By Paramendra Kumar Bhagat

Racism in West Texas is not always loud. It doesn’t always shout slurs or slam doors. Often, it smiles, invites you in for dinner, hands you sweet tea—and then quietly decides not to add you on Facebook.

That paradox is what makes it fascinating, confusing, sometimes exhausting, and ultimately worth writing about.

I once lived in Kentucky. I have lived in New York City. I have lived across continents. But West Texas—places like Odessa and Midland—operates on a different cultural frequency altogether. Not better, not worse. Different. And difference, when left uninterrogated, can feel like exclusion.

This essay is not an indictment. It is a conversation starter.


The Long Shadow of History

West Texas carries history the way desert rock carries heat—quietly, persistently, long after the sun has set. Odessa, for instance, is often cited as one of the last cities in America to fully desegregate its schools, well into the latter half of the 20th century. Whether or not it was the last, it was certainly among the laggards. That matters. Social memory is sticky. It lingers in institutions, habits, and unspoken rules.

But history alone does not explain the present. People are not their grandparents’ ghosts.

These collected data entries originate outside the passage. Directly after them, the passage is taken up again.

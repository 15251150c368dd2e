use clap::{Parser, Subcommand};
use std::path::PathBuf;

use crate::watcher::DEFAULT_DEBOUNCE_MS;

#[derive(Parser)]
#[command(name = "swarm-index")]
#[command(author, version, about = "Structural and lexical index of a source tree")]
#[command(propagate_version = true)]
pub struct Cli {
    /// Project root (defaults to the current directory)
    #[arg(long, global = true)]
    pub root: Option<PathBuf>,

    #[command(subcommand)]
    pub command: Commands,
}

#[derive(Subcommand)]
pub enum Commands {
    /// Build the index from scratch
    Index {
        /// Write the index here instead of .cswarm/index.json
        #[arg(short, long)]
        output: Option<PathBuf>,
    },

    /// Find declarations of a symbol by exact name
    Symbol {
        /// Symbol name (case-sensitive)
        name: String,

        /// Print results as JSON
        #[arg(long)]
        json: bool,
    },

    /// Show the indexed summary and head of one file
    Path {
        /// Path relative to the project root, as stored in the index
        path: String,

        /// Print results as JSON
        #[arg(long)]
        json: bool,
    },

    /// Rank files by how often they use the query's words
    Search {
        /// Search query
        query: String,

        /// Maximum number of results to return
        #[arg(short, long)]
        limit: Option<usize>,

        /// Print results as JSON
        #[arg(long)]
        json: bool,
    },

    /// Watch for file changes and rebuild the index
    Watch {
        /// Debounce delay in milliseconds
        #[arg(short, long, default_value_t = DEFAULT_DEBOUNCE_MS)]
        debounce_ms: u64,
    },
}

Many of the people I know here are kind, generous, and sincere. "One of my closest friends goes back and forth to Chihuahua, Mexico, regularly," a local messaged. The oil economy itself—West Texas’s economic engine—has drawn in Nigerians, Mexicans, Indians, Venezuelans, and others from oil-producing regions across the globe. On paper, this is diversity.

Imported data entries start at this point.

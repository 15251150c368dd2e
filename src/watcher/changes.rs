//! Classification of debounced file system events.

use std::collections::BTreeMap;
use std::path::{Path, PathBuf};

use notify::EventKind;
use notify_debouncer_full::DebouncedEvent;

use crate::config::{IndexerConfig, META_DIR};
use crate::indexer::ExcludeRules;

/// Types of file system changes
#[derive(Debug, Clone, Copy, PartialEq, Eq, Hash)]
pub enum ChangeType {
    Created,
    Modified,
    Deleted,
}

impl std::fmt::Display for ChangeType {
    fn fmt(&self, f: &mut std::fmt::Formatter<'_>) -> std::fmt::Result {
        match self {
            ChangeType::Created => write!(f, "created"),
            ChangeType::Modified => write!(f, "modified"),
            ChangeType::Deleted => write!(f, "deleted"),
        }
    }
}

/// A change to an indexable file, with a root-relative path
#[derive(Debug, Clone, PartialEq, Eq)]
pub struct FileChange {
    pub path: PathBuf,
    pub change_type: ChangeType,
}

impl FileChange {
    pub fn new(path: PathBuf, change_type: ChangeType) -> Self {
        Self { path, change_type }
    }
}

/// Decides which event paths can affect the index
#[derive(Debug, Clone)]
pub struct ChangeFilter {
    root: PathBuf,
    extensions: Vec<String>,
    rules: ExcludeRules,
}

impl ChangeFilter {
    pub fn new(root: impl Into<PathBuf>, config: &IndexerConfig) -> Self {
        Self {
            root: root.into(),
            extensions: config.extensions.clone(),
            rules: ExcludeRules::from_config(config),
        }
    }

    /// Root-relative path if `path` would be part of a scan
    pub fn relevant(&self, path: &Path) -> Option<PathBuf> {
        let rel = path.strip_prefix(&self.root).ok()?;

        // The index itself lives here; never react to our own writes
        if rel.components().next().is_some_and(|c| c.as_os_str() == META_DIR) {
            return None;
        }
        if self.rules.excludes_path(rel) {
            return None;
        }

        let ext = rel.extension().and_then(|e| e.to_str())?;
        self.extensions
            .iter()
            .any(|e| e == ext)
            .then(|| rel.to_path_buf())
    }

    /// Collapse a debounced batch into one change per relevant path (last event wins).
    pub fn classify(&self, events: &[DebouncedEvent]) -> Vec<FileChange> {
        let mut latest: BTreeMap<PathBuf, ChangeType> = BTreeMap::new();

        for event in events {
            let change_type = match &event.kind {
                EventKind::Create(_) => ChangeType::Created,
                EventKind::Modify(_) => ChangeType::Modified,
                EventKind::Remove(_) => ChangeType::Deleted,
                _ => continue,
            };

            for path in &event.paths {
                if path.is_dir() {
                    continue;
                }
                if let Some(rel) = self.relevant(path) {
                    latest.insert(rel, change_type);
                }
            }
        }

        latest
            .into_iter()
            .map(|(path, change_type)| FileChange::new(path, change_type))
            .collect()
    }
}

In practice, diversity and integration are not the same thing.


The Home Invite–Facebook Paradox

Here is a small story that says more than a thousand op-eds.

In West Texas, people will invite you to their home—sometimes quickly, warmly, sincerely. But those same people may hesitate to connect with you online.

“I don’t know you that well,” they’ll say.

To a New Yorker, this feels upside down. In NYC, the rule is the opposite: We can be connected online forever, but you’re not coming to my apartment unless I’ve known you for years.

In West Texas, the home is private but physical; the social graph is emotional capital. Adding someone online is not casual. It is an investment. And locals, understandably, ask themselves a quiet question before investing:

Are you going to stay?


Emotional Real Estate in a Transient Economy

West Texas is an oil economy. Oil towns are boom-and-bust towns. People come. People leave. Entire neighborhoods turn over every few years.

Locals have learned—rationally, self-protectively—not to open up too fast. Why build deep bonds with someone who might be gone by the next drilling cycle?

So what can feel like racism is often something subtler: emotional risk management.

This does not make the experience easier for newcomers, especially immigrants and people of color. But it reframes the intent. Not everything that feels like rejection is rooted in hostility. Some of it is rooted in fatigue.


Carrying Your Homeland in Your Pocket

There is another layer here that is uniquely modern.

For people like me, India and Nepal are not places we “left behind.” They are second browser tabs that never close. Free calls. Video chats. Family WhatsApp groups. Cultural continuity on demand.

You can move to West Texas without emotionally migrating at all.

Many Indians here have structured their lives exactly that way: America is for work; home is elsewhere. Social lives remain fully Indian. That is a valid choice—but I find it terrifying.

I make it a point to meet locals. Actively. Intentionally. Even awkwardly. Because otherwise, you risk living in geographic exile while remaining socially untouched by the place you inhabit.

And that, too, can look like segregation—from the other side.


Micro-Grievances, Not Manifestos

The examples in my original short story were intentionally small. Minor. Almost petty.

Because that is how everyday alienation works—not through dramatic confrontations, but through tiny frictions. Church conversations that go quiet. Party invitations that come with invisible ceilings. Golf club small talk that never quite crosses into friendship.

These are not crimes. They are missed connections.

And the good news? They are fixable.

Most of these tensions dissolve with simple, open-minded conversations. With time. With repetition. With showing up again and again until familiarity replaces suspicion.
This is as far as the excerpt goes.